Título: O alcance do reajuste do salário mínimo
Autor:
Fonte: O Globo, 04/02/2011, Opinião, p. 4

Ao decidir fazer ela mesma a leitura da mensagem do Executivo ao Congresso, no início de mais um ano legislativo, coincidente com a instalação da 54ª legislatura, a presidente Dilma Rousseff deu pompa a um ritual que costuma ser burocrático. Não chegou a ser um pronunciamento tão aguardado como o do "State of the Union", em que o presidente americano comparece ao Capitólio, no início do ano, para falar sobre o que pretende fazer e dos problemas que o preocupam, mas a presença de Dilma elevou o status da mensagem.

Não houve novidades. Mesmo a proposta do "pacto" pelo avanço social pode ser entendida como uma embalagem diferente de um discurso já conhecido, e que não divide a sociedade. Ao contrário, não há discordância quanto à necessidade de se continuar a reduzir a pobreza no país, processo iniciado em 1994, quando o Plano Real estabilizou a moeda. A discussão é travada em torno dos instrumentos e da gradação no seu uso para se alcançar este objetivo.

Sem surpresas, o pronunciamento serviu para Dilma realçar temas que considera prioritários, entre eles o do reajuste do salário mínimo, de fato um assunto crucial para o futuro de um governo com pouco mais de um mês de existência. Mesmo antes da posse, a presidente já recebia pressões de corporações sindicais para rasgar a regra de reajuste adotada pelo governo em acordo com estas mesmas corporações e conceder um aumento fora de propósito. Segundo a regra, o percentual do aumento é obtido pela soma da inflação com a taxa de crescimento do PIB de dois anos anteriores. Ora, como há dois anos o PIB caiu - ligeiramente, mas caiu -, o índice tem de ser o da inflação. Sindicatos querem virar a mesa para obter algo mais. Acertadamente, a presidente rejeita a proposta - salário tem de ter relação com produtividade econômica - e, na quarta-feira, aproveitou para anunciar o envio ao Congresso de um projeto para de vez estabelecer em lei uma fórmula de aumento do salário mínimo.

Atropelar a regra atual, mesmo que não esteja em lei, significa criar um clima de insegurança desnecessário diante do futuro. Se o governo aceita transformar em letra morta uma fórmula negociada exaustivamente, só para atender a corporações, que outras concessões perigosas poderá fazer no futuro?

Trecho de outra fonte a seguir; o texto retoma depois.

#[cfg(test)]
mod tests {
    use super::*;
    use crate::audio::types::StereoPair;
    use crate::controls::DETENTS_PER_ITEM;
    use std::process::Command;
    use std::time::Duration;

    fn definition(short: &str) -> InstrumentDefinition {
        serde_json::from_value(serde_json::json!({
            "instrument_name": format!("Synth {}", short),
            "instrument_short_name": short,
            "osc_in_port": 1030,
            "osc_out_port": 1031,
            "devices": [
                {"name": "Osc", "slot": 0, "modmatrix": true, "controls": [
                    {"$type": "control-range", "label": "Pitch", "address": "/pitch", "modmatrix": true}
                ]},
                {"$type": "audio-in", "name": "Audio In", "slot": 1}
            ]
        }))
        .unwrap()
    }

    fn app() -> App {
        let (tx, _rx) = mpsc::unbounded_channel();
        App::new(AppConfig::default(), vec![definition("a"), definition("b")], tx).unwrap()
    }

    /// Two instruments whose engines are stand-in processes.
    fn running_app(routing: RoutingStrategy) -> (App, mpsc::UnboundedReceiver<TaskEvent>, Vec<u32>) {
        let (tx, rx) = mpsc::unbounded_channel();
        let mut config = AppConfig::default();
        config.pipewire.routing = routing;
        let mut app = App::new(config, vec![definition("a"), definition("b")], tx).unwrap();
        let pids = app
            .instruments
            .iter_mut()
            .map(|i| {
                i.engine
                    .attach_process(Command::new("sleep").arg("30").spawn().unwrap());
                i.engine.pid().unwrap()
            })
            .collect();
        (app, rx, pids)
    }

    /// Client, input and output node, and stereo ports for each pid.
    /// Instrument `n` uses ids from `100 * (n + 1)`.
    fn graph(pids: &[u32], with_input_ports: bool) -> Topology {
        let mut objects = Vec::new();
        for (n, pid) in pids.iter().enumerate() {
            let base = 100 * (n as u32 + 1);
            objects.push(serde_json::json!(
                {"id": base, "type": "PipeWire:Interface:Client",
                 "info": {"props": {"application.process.id": pid}}}));
            objects.push(serde_json::json!(
                {"id": base + 1, "type": "PipeWire:Interface:Node",
                 "info": {"props": {"client.id": base, "object.serial": base + 1,
                                    "application.process.id": pid},
                          "params": {"PortConfig": [{"direction": "Input"}]}}}));
            objects.push(serde_json::json!(
                {"id": base + 2, "type": "PipeWire:Interface:Node",
                 "info": {"props": {"client.id": base, "object.serial": base + 2,
                                    "application.process.id": pid},
                          "params": {"PortConfig": [{"direction": "Output"}]}}}));
            let mut ports = vec![("output", base + 2, base + 20, "FL"), ("output", base + 2, base + 21, "FR")];
            if with_input_ports {
                ports.push(("input", base + 1, base + 10, "FL"));
                ports.push(("input", base + 1, base + 11, "FR"));
            }
            for (direction, node, id, channel) in ports {
                objects.push(serde_json::json!(
                    {"id": id, "type": "PipeWire:Interface:Port",
                     "info": {"direction": direction,
                              "props": {"node.id": node,
                                        "port.name": format!("{}_{}", direction, channel),
                                        "audio.channel": channel}}}));
            }
        }
        Topology::from_json(&serde_json::Value::Array(objects).to_string()).unwrap()
    }

    #[test]
    fn test_new_builds_instruments() {
        let app = app();
        assert_eq!(app.instruments.len(), 2);
        assert_eq!(app.instruments[0].devices.len(), 2);
        assert_eq!(app.instruments[1].short_name(), "b");
        assert_eq!(
            app.instruments[0].mod_destinations(),
            vec![ModDestination {
                label: "Osc".into(),
                controls: vec![("Pitch".into(), "/pitch".into())]
            }]
        );
    }

    #[test]
    fn test_missing_midi_device_fails() {
        let mut config = AppConfig::default();
        config.engine.midi_device_idx = None;
        assert!(matches!(
            App::new(config, vec![definition("a")], mpsc::unbounded_channel().0),
            Err(AppError::Engine(EngineError::MissingMidiDevice(_)))
        ));
    }

    #[tokio::test]
    async fn test_buttons_select_devices_and_instruments() {
        let mut app = app();
        app.handle_surface(SurfaceEvent::Button(Button::UpperRow(1))).await;
        assert_eq!(app.selected_device, 1);
        // One past the last device is the mod matrix.
        app.handle_surface(SurfaceEvent::Button(Button::UpperRow(2))).await;
        assert_eq!(app.selected_device, 2);
        assert!(app.instruments[0].mod_matrix.is_active());
        app.handle_surface(SurfaceEvent::Button(Button::UpperRow(5))).await;
        assert_eq!(app.selected_device, 2);

        app.handle_surface(SurfaceEvent::Button(Button::LowerRow(1))).await;
        assert_eq!(app.selected_instrument, 1);
        assert_eq!(app.selected_device, 0);
        app.handle_surface(SurfaceEvent::Button(Button::LowerRow(4))).await;
        assert_eq!(app.selected_instrument, 1);
    }

    #[tokio::test]
    async fn test_mod_matrix_encoder_records_mapping() {
        let mut app = app();
        app.handle_surface(SurfaceEvent::Button(Button::UpperRow(2))).await;
        app.handle_surface(SurfaceEvent::Encoder {
            index: 5,
            increment: 1,
        })
        .await;
        let table = app.instruments[0].mod_matrix.table();
        assert_eq!(table.get("/mod/macro_1", "/pitch").map(|m| m.depth), Some(0.0));
    }

    #[tokio::test]
    async fn test_clip_mode_routes_buttons_to_menu() {
        let mut app = app();
        app.handle_surface(SurfaceEvent::Button(Button::Clip)).await;
        assert_eq!(app.mode, Mode::Clip);
        app.handle_surface(SurfaceEvent::Button(Button::UpperRow(1))).await;
        app.handle_surface(SurfaceEvent::Button(Button::PageRight)).await;
        let menu = app.clip.menu("a").unwrap();
        assert_eq!(menu.section(), "16 to 31");
        assert_eq!(menu.page(), 1);
        // Device selection is untouched in clip mode.
        assert_eq!(app.selected_device, 0);

        app.handle_surface(SurfaceEvent::Button(Button::Clip)).await;
        assert_eq!(app.mode, Mode::Devices);
    }

    #[tokio::test]
    async fn test_engine_values_reach_devices() {
        let mut app = app();
        app.handle_inbound(Inbound {
            source: Source::Instrument(0),
            message: OscMessage {
                addr: "/mod/macro_2".into(),
                args: vec![rosc::OscType::String("/pitch".into()), rosc::OscType::Float(0.5)],
            },
        })
        .await;
        let rows = app.instruments[0].mod_rows();
        assert_eq!(rows[0].source, "Macro 2");
        assert_eq!(rows[0].dest, "Pitch");
        assert!(app.instruments[1].mod_matrix.table().is_empty());
    }

    #[tokio::test]
    async fn test_route_without_engines_is_noop() {
        let mut app = app();
        let request = RouteRequest {
            column: 0,
            choice: RouteChoice::Source(4242),
        };
        assert!(app.route(0, request).await.is_ok());

        let request = RouteRequest {
            column: 0,
            choice: RouteChoice::Disconnect,
        };
        assert!(app.route(0, request).await.is_ok());
        assert_eq!(app.instruments[0].loopbacks.lock().open_count(), 0);

        app.config.pipewire.routing = RoutingStrategy::Links;
        assert!(app.route(1, request).await.is_ok());
    }

    #[tokio::test]
    async fn test_page_buttons_without_pages() {
        let mut app = app();
        app.handle_surface(SurfaceEvent::Button(Button::PageRight)).await;
        assert_eq!(app.instruments[0].devices[0].page(), 0);
        app.handle_surface(SurfaceEvent::Encoder {
            index: 0,
            increment: DETENTS_PER_ITEM,
        })
        .await;
    }

    #[tokio::test]
    async fn test_link_route_records_connection() {
        let (mut app, _rx, pids) = running_app(RoutingStrategy::Links);
        app.apply_topology(&graph(&pids, true));
        assert_eq!(app.instruments[1].engine.stereo_input(), StereoPair::new(210, 211));

        // Column 2 of "b" takes audio from "a".
        let actions = app.plan_links(1, 2, Some(0));
        assert_eq!(
            actions,
            vec![
                LinkAction::Link {
                    output: 120,
                    input: 210
                },
                LinkAction::Link {
                    output: 121,
                    input: 211
                },
            ]
        );
        let connections = app.instruments[1].engine.connections();
        assert_eq!(connections.get(2), Some(StereoPair::new(120, 121)));
        assert_eq!(connections.get(0), Some(StereoPair::default()));
        assert!(app.plan_links(1, 2, Some(0)).is_empty());

        let actions = app.plan_links(1, 2, None);
        assert_eq!(actions.len(), 2);
        assert!(actions.iter().all(|a| matches!(a, LinkAction::Unlink { .. })));
        assert_eq!(
            app.instruments[1].engine.connections().get(2),
            Some(StereoPair::default())
        );
    }

    #[tokio::test]
    async fn test_link_route_waits_for_destination_ports() {
        let (mut app, _rx, pids) = running_app(RoutingStrategy::Links);
        app.apply_topology(&graph(&pids, false));
        assert!(app.plan_links(1, 0, Some(0)).is_empty());
        assert_eq!(
            app.instruments[1].engine.connections().get(0),
            Some(StereoPair::default())
        );

        app.apply_topology(&graph(&pids, true));
        assert_eq!(app.plan_links(1, 0, Some(0)).len(), 2);
        assert_eq!(
            app.instruments[1].engine.connections().get(0),
            Some(StereoPair::new(120, 121))
        );
    }

    #[tokio::test]
    async fn test_loopback_route_reports_back() {
        let (mut app, mut rx, pids) = running_app(RoutingStrategy::Loopback);
        app.apply_topology(&graph(&pids, true));
        assert_eq!(app.instruments[0].engine.output_serial(), Some(102));
        assert_eq!(app.instruments[1].engine.input_serial(), Some(201));

        let request = RouteRequest {
            column: 3,
            choice: RouteChoice::Source(pids[0]),
        };
        assert!(app.route(1, request).await.is_ok());
        assert!(app.instruments[1].loopback_worker.is_some());

        // Opened when pw-loopback exists, Failed otherwise. Either way the
        // event loop is never blocked waiting for it.
        let task = tokio::time::timeout(Duration::from_secs(30), rx.recv())
            .await
            .unwrap()
            .unwrap();
        assert!(
            matches!(
                &task,
                TaskEvent::Loopback {
                    instrument: 1,
                    event: LoopbackEvent::Opened { column: 3, .. }
                        | LoopbackEvent::Failed { column: 3, .. },
                }
            ),
            "unexpected task event {:?}",
            task
        );
        app.handle_task(task);
        app.shutdown();
        assert_eq!(app.instruments[1].loopbacks.lock().open_count(), 0);
    }

    #[tokio::test]
    async fn test_startup_tolerates_missing_pipewire() {
        let mut app = app();
        let (tx, _rx) = mpsc::unbounded_channel();
        assert!(app.startup(&tx).await.is_ok());
        assert_eq!(app.selected_instrument, 0);
        assert_eq!(app.mode, Mode::Devices);
    }

    #[tokio::test]
    async fn test_node_results_reach_engine() {
        let (mut app, _rx, pids) = running_app(RoutingStrategy::Links);
        let nodes = graph(&pids, true).engine_nodes(pids[1]).unwrap();
        app.pending_nodes.insert(1);
        app.handle_task(TaskEvent::EngineNodes {
            instrument: 1,
            pid: pids[1],
            result: Ok(nodes),
        });
        assert!(app.pending_nodes.is_empty());
        assert_eq!(app.instruments[1].engine.pipewire_id().unwrap(), 202);

        // Only the engine without nodes gets a search.
        app.discover_nodes();
        assert_eq!(app.pending_nodes, HashSet::from([0]));
        app.discover_nodes();
        assert_eq!(app.pending_nodes.len(), 1);
    }

    #[tokio::test]
    async fn test_exited_engine_drops_late_node_results() {
        let mut app = app();
        app.instruments[0]
            .engine
            .attach_process(Command::new("true").spawn().unwrap());
        let pid = app.instruments[0].engine.pid().unwrap();
        let nodes = graph(&[pid], true).engine_nodes(pid).unwrap();
        app.pending_nodes.insert(0);

        let deadline = std::time::Instant::now() + Duration::from_secs(5);
        while app.instruments[0].engine.pid().is_some() {
            assert!(std::time::Instant::now() < deadline, "engine never exited");
            app.reap_engines();
            tokio::time::sleep(Duration::from_millis(10)).await;
        }
        assert!(app.pending_nodes.is_empty());

        app.handle_task(TaskEvent::EngineNodes {
            instrument: 0,
            pid,
            result: Ok(nodes),
        });
        assert!(app.instruments[0].engine.nodes().is_none());
    }
}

O choque em torno do reajuste do mínimo ganha ainda mais contornos políticos, de teste do governo Dilma, diante do fato de que a política de recuperação do salário mínimo - adotada nos últimos 16 anos - já fez a remuneração básica ter um dos mais elevados poderes aquisitivos da História. E além disso, pela regra atual, se o aumento de 2011 é o da reposição da perda pela inflação, o de 2012 será substancialmente maior, pelo fato de o PIB em 2010 haver crescido mais de 7%. É necessário mesmo cuidado com este reajuste, pois o seu impacto sobre as contas previdenciárias - em déficit crescente - é direto. Por isso, o assunto não pode ser decidido em função de visões corporativistas sindicais, embora, do ponto de vista político, entenda-se que os governos devam considerá-las. Mas, se forem administrar o país apenas em função delas, terminarão até mesmo agravando a má distribuição de renda, porque estas categorias sindicais representam os setores mais organizados da sociedade e menos desamparados. Ceder neste embate pode, no futuro, comprometer inclusive programas assistenciais.